Seismic risk in Japan remains extremely high and as a result it has been a focus for insurance-linked securities (ILS) capacity, with catastrophe bonds and collateralized reinsurance both featuring within insurer reinsurance towers there.
In fact, there are over $1.4 billion of Japanese quake exposed catastrophe bonds outstanding at this time, Artemis’ data shows, with another $520 million of Japan multi-peril cat bonds with quake exposure as well and more Japanese quake embedded in some international multi-peril deals.
Given the scope for losses, it is no surprise Japan earthquake is a peak peril and so its insurers benefit from the use of the capital markets as a source of reinsurance.

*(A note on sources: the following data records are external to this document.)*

//! # Configuration
//!
//! Centralizes all settings with a clear override hierarchy:
//! defaults → config file → env vars → CLI flags.
//!
//! Config lives at `~/.fruitlist/config.toml`. If missing on first run, a
//! commented-out default is generated so users can discover all options.

use log::{debug, info, warn};
use serde::{Deserialize, Serialize};
use std::fmt;
use std::fs;
use std::path::{Path, PathBuf};

use crate::core::record::{Record, seed_records};

// ============================================================================
// Config Structs (all fields Option<T> for sparse TOML)
// ============================================================================

#[derive(Debug, Default, Deserialize, Serialize)]
pub struct FruitConfig {
    #[serde(default)]
    pub general: GeneralConfig,
    /// Replaces the seed data when present. An explicit empty list means an
    /// empty store.
    pub records: Option<Vec<Record>>,
}

#[derive(Debug, Default, Deserialize, Serialize)]
pub struct GeneralConfig {
    pub new_record_key: Option<String>,
    pub list_width: Option<u16>,
}

// ============================================================================
// Defaults
// ============================================================================

pub const DEFAULT_NEW_RECORD_KEY: &str = "ctrl+n";
pub const DEFAULT_LIST_WIDTH: u16 = 30;
pub const NEW_RECORD_KEY_ENV: &str = "FRUITLIST_NEW_RECORD_KEY";

// ============================================================================
// Resolved Config (concrete values, no Options)
// ============================================================================

#[derive(Debug, Clone)]
pub struct ResolvedConfig {
    pub new_record_key: String,
    pub list_width: u16,
    pub records: Vec<Record>,
}

/// Values taken from command-line flags. `None`/`false` = not specified.
#[derive(Debug, Default, Clone, Copy)]
pub struct CliOverrides<'a> {
    pub new_record_key: Option<&'a str>,
    pub empty: bool,
}

// ============================================================================
// Error Type
// ============================================================================

#[derive(Debug)]
pub enum ConfigError {
    Io(std::io::Error),
    Parse(toml::de::Error),
}

impl fmt::Display for ConfigError {
    fn fmt(&self, f: &mut fmt::Formatter<'_>) -> fmt::Result {
        match self {
            ConfigError::Io(e) => write!(f, "config I/O error: {e}"),
            ConfigError::Parse(e) => write!(f, "config parse error: {e}"),
        }
    }
}

impl std::error::Error for ConfigError {}

// ============================================================================
// Loading
// ============================================================================

/// Returns the path to `~/.fruitlist/config.toml`.
pub fn config_path() -> Option<PathBuf> {
    dirs::home_dir().map(|h| h.join(".fruitlist").join("config.toml"))
}

/// Load config from `explicit` if given, otherwise from `~/.fruitlist/config.toml`.
///
/// An explicit path must exist. If the default file doesn't exist, a
/// commented-out template is generated and `FruitConfig::default()` is
/// returned.
pub fn load_config(explicit: Option<&Path>) -> Result<FruitConfig, ConfigError> {
    if let Some(path) = explicit {
        return read_config_file(path);
    }

    let path = match config_path() {
        Some(p) => p,
        None => {
            warn!("Could not determine home directory, using default config");
            return Ok(FruitConfig::default());
        }
    };

    if !path.exists() {
        info!("No config file found, generating default at {}", path.display());
        generate_default_config(&path);
        return Ok(FruitConfig::default());
    }

    read_config_file(&path)
}

/// Read and parse a config file.
pub fn read_config_file(path: &Path) -> Result<FruitConfig, ConfigError> {
    let contents = fs::read_to_string(path).map_err(ConfigError::Io)?;
    let config: FruitConfig = toml::from_str(&contents).map_err(ConfigError::Parse)?;
    info!("Loaded config from {}", path.display());
    debug!("Config: {:?}", config);
    Ok(config)
}

/// Generates a commented-out default config file at the given path.
fn generate_default_config(path: &Path) {
    let default_content = r#"# fruitlist configuration
# All settings are optional. Defaults are used for anything not specified.
# Override hierarchy: defaults → this file → env vars → CLI flags.

# [general]
# new_record_key = "ctrl+n"          # Or set FRUITLIST_NEW_RECORD_KEY
# list_width = 30

# Replaces the built-in seed records. `records = []` starts empty.
# [[records]]
# name = "Apple"
# color = "Green"

# [[records]]
# name = "Kiwi"
# color = "Brown"
"#;

    if let Some(parent) = path.parent()
        && let Err(e) = fs::create_dir_all(parent)
    {
        warn!("Failed to create config directory: {}", e);
        return;
    }
    if let Err(e) = fs::write(path, default_content) {
        warn!("Failed to write default config: {}", e);
    }
}

// ============================================================================
// Resolution
// ============================================================================

/// Resolve the final config by collapsing: defaults → config file → env vars → CLI.
pub fn resolve(config: &FruitConfig, cli: CliOverrides<'_>) -> ResolvedConfig {
    resolve_with_env(config, cli, std::env::var(NEW_RECORD_KEY_ENV).ok())
}

fn resolve_with_env(
    config: &FruitConfig,
    cli: CliOverrides<'_>,
    env_new_record_key: Option<String>,
) -> ResolvedConfig {
    // New record key: CLI → env → config → default
    let new_record_key = cli
        .new_record_key
        .map(|s| s.to_string())
        .or(env_new_record_key)
        .or_else(|| config.general.new_record_key.clone())
        .unwrap_or_else(|| DEFAULT_NEW_RECORD_KEY.to_string());

    // Records: --empty → config → seed
    let records = if cli.empty {
        Vec::new()
    } else {
        config.records.clone().unwrap_or_else(seed_records)
    };

    ResolvedConfig {
        new_record_key,
        list_width: config.general.list_width.unwrap_or(DEFAULT_LIST_WIDTH),
        records,
    }
}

Swiss Re provides some data that helps to lay bare the scale of the potential for losses, saying that, “The economic losses from a Mw 7.3 quake beneath the Tokyo Metropolitan area could be nearly USD 1 trillion in today’s prices – and we estimate that the associated insured losses could be almost twice the annual average loss from all natural disasters globally for the last 10 years.”
Swiss Re adds that, “We estimate the associated insured losses from residential and non-residential claims at about JPY 13.3-15.2 trillion, or USD 130-150 billion today: the biggest ever single-event loss to the global insurance industry.”
The reinsurer also noted, “The Tokyo Disaster Management Council estimates up to a 6% probability of a repeat Mw 7.9 earthquake striking the city within the next 30 years.”
Which ensures that Japanese earthquake exposure will remain an area that the capital markets can support the global reinsurance industry, in assuming risk and diversifying it into the capital markets.
The level of risk also explains why Japan quake is becoming one of the most transferred risks in parametric form as well, with relatively significant use of parametric insurance to protect corporations with significant exposure to quake damage or business interruption.